Akhela ) nasce come aggregazione di iniziative di ricerca proiettate in un periodo di medio lungo termine nell’ambito dei settori emergenti. “La nostra esistenza è la dimostrazione del fatto che se si svolge una ricerca di qualità poi seguono anche i risultati
industriali – sottolinea Piercarlo Ravasio (nella foto), amministratore delegato dell’azienda, una lunga storia professionale alle spalle come capo della ricerca di realtà quali, ad esempio, Italtel e Olivetti. – La nostra scelta è lavorare su poche cose difficili in settori di alta qualità”.

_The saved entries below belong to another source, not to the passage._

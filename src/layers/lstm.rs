use rand::Rng;

use crate::activation::activation::{sigmoid, ActivationFunction};
use crate::layers::param::{NamedParam, NamedParamMut, Param};
use crate::math::matrix::Matrix;

/// Cached values of one time step, kept for backpropagation through time.
#[derive(Debug, Clone)]
struct Step {
    x: Vec<f64>,
    h_prev: Vec<f64>,
    c_prev: Vec<f64>,
    i: Vec<f64>,
    f: Vec<f64>,
    g: Vec<f64>,
    g_pre: Vec<f64>,
    o: Vec<f64>,
    c: Vec<f64>,
}

/// Long short-term memory layer returning the full hidden sequence.
///
/// Gates are laid out `[input, forget, cell, output]` along the columns of the
/// weight tensors. Gates use the sigmoid; the cell candidate and the cell
/// output use `activation` (tanh in the textbook cell, ReLU in the RUL setup).
#[derive(Debug, Clone)]
pub struct Lstm {
    name: String,
    hidden: usize,
    activation: ActivationFunction,
    pub w_input: Param,      // (input_size, 4H)
    pub w_recurrent: Param,  // (H, 4H)
    pub bias: Param,         // (1, 4H)
    steps: Vec<Step>,
}

impl Lstm {
    pub fn new<R: Rng + ?Sized>(
        name: impl Into<String>,
        input_size: usize,
        hidden: usize,
        activation: ActivationFunction,
        rng: &mut R,
    ) -> Lstm {
        let mut bias = Matrix::zeros(1, 4 * hidden);
        // Forget-gate bias starts at 1.
        for j in hidden..2 * hidden {
            bias.data[0][j] = 1.0;
        }
        Lstm {
            name: name.into(),
            hidden,
            activation,
            w_input: Param::new(Matrix::xavier(input_size, 4 * hidden, rng)),
            w_recurrent: Param::new(Matrix::xavier(hidden, 4 * hidden, rng)),
            bias: Param::new(bias),
            steps: Vec::new(),
        }
    }

    pub fn hidden_size(&self) -> usize {
        self.hidden
    }

    pub fn input_size(&self) -> usize {
        self.w_input.value.rows
    }

    pub fn set_frozen(&mut self, frozen: bool) {
        self.w_input.frozen = frozen;
        self.w_recurrent.frozen = frozen;
        self.bias.frozen = frozen;
    }

    /// Runs the cell over every row of `sequence` (`L x input_size`) and
    /// returns the hidden states as an `L x H` matrix.
    pub fn forward(&mut self, sequence: &Matrix) -> Matrix {
        assert_eq!(sequence.cols, self.input_size(), "LSTM input width mismatch");
        let hd = self.hidden;
        let mut h = vec![0.0; hd];
        let mut c = vec![0.0; hd];
        let mut outputs = Vec::with_capacity(sequence.rows);
        self.steps.clear();

        for x in sequence.data.iter() {
            let mut z = self.w_input.value.left_mul(x);
            let zr = self.w_recurrent.value.left_mul(&h);
            for ((zi, r), b) in z.iter_mut().zip(zr.iter()).zip(self.bias.value.data[0].iter()) {
                *zi += r + b;
            }

            let i: Vec<f64> = z[..hd].iter().map(|&v| sigmoid(v)).collect();
            let f: Vec<f64> = z[hd..2 * hd].iter().map(|&v| sigmoid(v)).collect();
            let g_pre = z[2 * hd..3 * hd].to_vec();
            let g: Vec<f64> = g_pre.iter().map(|&v| self.activation.function(v)).collect();
            let o: Vec<f64> = z[3 * hd..].iter().map(|&v| sigmoid(v)).collect();

            let c_new: Vec<f64> = (0..hd).map(|j| f[j] * c[j] + i[j] * g[j]).collect();
            let h_new: Vec<f64> = (0..hd)
                .map(|j| o[j] * self.activation.function(c_new[j]))
                .collect();

            self.steps.push(Step {
                x: x.clone(),
                h_prev: std::mem::replace(&mut h, h_new.clone()),
                c_prev: std::mem::replace(&mut c, c_new.clone()),
                i, f, g, g_pre, o,
                c: c_new,
            });
            outputs.push(h_new);
        }

        Matrix { rows: outputs.len(), cols: hd, data: outputs }
    }

    /// Backpropagation through time. `d_hidden` is ∂L/∂h for every step
    /// (`L x H`); returns ∂L/∂x (`L x input_size`).
    pub fn backward(&mut self, d_hidden: &Matrix) -> Matrix {
        assert_eq!(d_hidden.rows, self.steps.len(), "LSTM::backward called without a matching forward");
        let hd = self.hidden;
        let trainable = !self.w_input.frozen;
        let mut dh_next = vec![0.0; hd];
        let mut dc_next = vec![0.0; hd];
        let mut d_inputs = vec![Vec::new(); self.steps.len()];

        for (t, step) in self.steps.iter().enumerate().rev() {
            let mut dz = vec![0.0; 4 * hd];
            for j in 0..hd {
                let dh = d_hidden.data[t][j] + dh_next[j];
                let act_c = self.activation.function(step.c[j]);
                let d_o = dh * act_c;
                let dc = dh * step.o[j] * self.activation.derivative(step.c[j]) + dc_next[j];
                let d_f = dc * step.c_prev[j];
                let d_i = dc * step.g[j];
                let d_g = dc * step.i[j];
                dc_next[j] = dc * step.f[j];

                dz[j] = d_i * step.i[j] * (1.0 - step.i[j]);
                dz[hd + j] = d_f * step.f[j] * (1.0 - step.f[j]);
                dz[2 * hd + j] = d_g * self.activation.derivative(step.g_pre[j]);
                dz[3 * hd + j] = d_o * step.o[j] * (1.0 - step.o[j]);
            }

            if trainable {
                self.w_input.grad.add_outer(&step.x, &dz);
                self.w_recurrent.grad.add_outer(&step.h_prev, &dz);
                self.bias.grad.add_row(&dz);
            }
            d_inputs[t] = self.w_input.value.right_mul(&dz);
            dh_next = self.w_recurrent.value.right_mul(&dz);
        }

        Matrix::from_data(d_inputs)
    }

    pub fn params(&self) -> Vec<NamedParam<'_>> {
        vec![
            (format!("{}.w_input", self.name), &self.w_input),
            (format!("{}.w_recurrent", self.name), &self.w_recurrent),
            (format!("{}.bias", self.name), &self.bias),
        ]
    }

    pub fn params_mut(&mut self) -> Vec<NamedParamMut<'_>> {
        vec![
            (format!("{}.w_input", self.name), &mut self.w_input),
            (format!("{}.w_recurrent", self.name), &mut self.w_recurrent),
            (format!("{}.bias", self.name), &mut self.bias),
        ]
    }
}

La prevalente area di ricerca è rivolta al knowledge (wiki, semantic web, ecc.) con una relazione stretta con università italiane (in particolare quella di Cagliari – http://www.unica.it/ e Milano Bicocca – ) e internazionali, con uno scambio continuo di informazioni. Con l’Università di Cagliari si concretizza il legame più stretto attraverso progetti congiunti, borse di studio, stage, ecc. “In un mondo come quello dell’Ict che cambia a ritmo continuo, l’apporto dei giovani è fondamentale mentre, di fatto, avere esperienza può anche significare minor capacità di innovazione”, sottolinea Ravasio, il quale ricorda che vengono a proporsi in azienda ogni anno persone, a fine ciclo di studio, con un’età media di 32 anni. La strategia dell’azienda prevede anche il continuo investimento in formazione (tecnica, manageriale, corsi): 350 mila euro solo lo scorso anno.
Nonostante i buoni risultati della società, che quest’anno per la prima volta chiuderà, con grande soddisfazione, il bilancio in utile dopo essere stata finanziata dall’azionista Saras ), Ravasio evidenzia la difficoltà di innovazione del sistema paese: “La partecipazione a progetti finanziati è troppo burocratica e i tempi per l’erogazione dei fondi sono biblici”.
Akhela ha dedicato alcune persone per capire quali siano i flussi e le procedure per accedere ai finanziamenti, mentre la Pmi avrebbe bisogno di modalità semplici e flessibili, come avviene in altri paesi. Un esempio? In Irlanda si sa, nel giro di poche settimane, se si sono ottenuti i finanziamenti richiesti e nel giro di pochi mesi vengono erogati.
Ma non è solo questa la causa della critica situazione nel nostro paese, che, secondo Ravasio, ha accumulato un ritardo difficilmente recuperabile. “Delle poche aziende innovative di software, nessuna gioca a livello mondiale; siamo in presenza di un mercato tendenzialmente conservatore, dove anche i top spender tendono a fare i grandi progetti con i grandi vendor internazionali anziché puntare su aziende italiane”.
Il risultato è che spesso si vedono ragazzi preparati costretti a cercare il successo fuori d’Italia. “Il meno colpevole della situazione è alla fine il sistema formativo; aziende ricche di giovani preparati non trovano interlocutori capaci di rischiare e di farli crescere”, conclude Ravasio.